> _Work instruction_
If a line of the records contains the word "AuthConfig", list it.

___ Data for analysis

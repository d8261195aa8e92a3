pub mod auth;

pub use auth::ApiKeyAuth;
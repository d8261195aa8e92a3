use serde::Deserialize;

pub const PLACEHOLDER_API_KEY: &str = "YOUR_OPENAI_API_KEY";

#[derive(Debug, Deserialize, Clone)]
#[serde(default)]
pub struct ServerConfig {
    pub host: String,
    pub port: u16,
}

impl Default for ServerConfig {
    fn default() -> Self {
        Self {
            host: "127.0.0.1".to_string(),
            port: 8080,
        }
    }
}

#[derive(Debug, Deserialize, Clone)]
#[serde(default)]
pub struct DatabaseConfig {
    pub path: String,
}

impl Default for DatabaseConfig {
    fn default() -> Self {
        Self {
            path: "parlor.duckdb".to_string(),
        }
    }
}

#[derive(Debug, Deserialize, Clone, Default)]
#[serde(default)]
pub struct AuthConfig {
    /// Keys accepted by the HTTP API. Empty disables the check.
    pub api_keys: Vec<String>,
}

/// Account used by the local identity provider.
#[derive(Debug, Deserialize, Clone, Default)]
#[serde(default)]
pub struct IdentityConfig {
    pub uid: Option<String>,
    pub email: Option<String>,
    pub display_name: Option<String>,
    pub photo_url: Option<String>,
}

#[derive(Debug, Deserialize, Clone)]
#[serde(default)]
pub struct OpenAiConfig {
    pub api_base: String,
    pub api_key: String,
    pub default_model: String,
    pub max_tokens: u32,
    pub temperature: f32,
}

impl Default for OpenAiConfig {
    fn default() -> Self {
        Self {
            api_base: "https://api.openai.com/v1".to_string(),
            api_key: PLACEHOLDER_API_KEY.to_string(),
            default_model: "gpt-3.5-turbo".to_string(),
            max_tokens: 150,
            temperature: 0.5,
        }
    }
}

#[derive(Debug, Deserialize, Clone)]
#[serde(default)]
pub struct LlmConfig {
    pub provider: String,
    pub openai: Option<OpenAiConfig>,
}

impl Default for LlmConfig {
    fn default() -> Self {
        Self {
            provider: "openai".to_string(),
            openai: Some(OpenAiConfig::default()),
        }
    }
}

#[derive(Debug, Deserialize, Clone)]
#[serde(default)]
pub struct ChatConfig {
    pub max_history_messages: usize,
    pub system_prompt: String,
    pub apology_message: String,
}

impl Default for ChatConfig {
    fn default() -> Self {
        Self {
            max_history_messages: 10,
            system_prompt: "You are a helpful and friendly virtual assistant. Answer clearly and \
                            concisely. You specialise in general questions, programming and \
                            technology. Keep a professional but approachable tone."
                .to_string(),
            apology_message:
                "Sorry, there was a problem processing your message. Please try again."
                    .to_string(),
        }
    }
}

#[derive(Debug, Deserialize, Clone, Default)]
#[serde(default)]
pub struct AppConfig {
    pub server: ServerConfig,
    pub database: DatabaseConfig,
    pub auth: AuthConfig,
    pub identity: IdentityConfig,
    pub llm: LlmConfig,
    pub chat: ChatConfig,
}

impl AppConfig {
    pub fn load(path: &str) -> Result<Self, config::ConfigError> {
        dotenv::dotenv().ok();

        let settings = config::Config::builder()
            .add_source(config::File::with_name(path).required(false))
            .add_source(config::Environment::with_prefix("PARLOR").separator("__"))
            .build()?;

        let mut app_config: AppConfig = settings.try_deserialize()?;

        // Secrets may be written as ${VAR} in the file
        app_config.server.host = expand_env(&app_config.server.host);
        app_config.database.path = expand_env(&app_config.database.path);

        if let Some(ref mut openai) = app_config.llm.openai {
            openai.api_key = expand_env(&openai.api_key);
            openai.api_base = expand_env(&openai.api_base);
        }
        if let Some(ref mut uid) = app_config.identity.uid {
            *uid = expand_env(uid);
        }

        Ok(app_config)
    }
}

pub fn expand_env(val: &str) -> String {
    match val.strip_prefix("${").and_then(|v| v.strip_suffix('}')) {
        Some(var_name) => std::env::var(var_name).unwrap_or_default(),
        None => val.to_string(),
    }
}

______

> _Your response_
pub struct AuthConfig {
    pub auth: AuthConfig,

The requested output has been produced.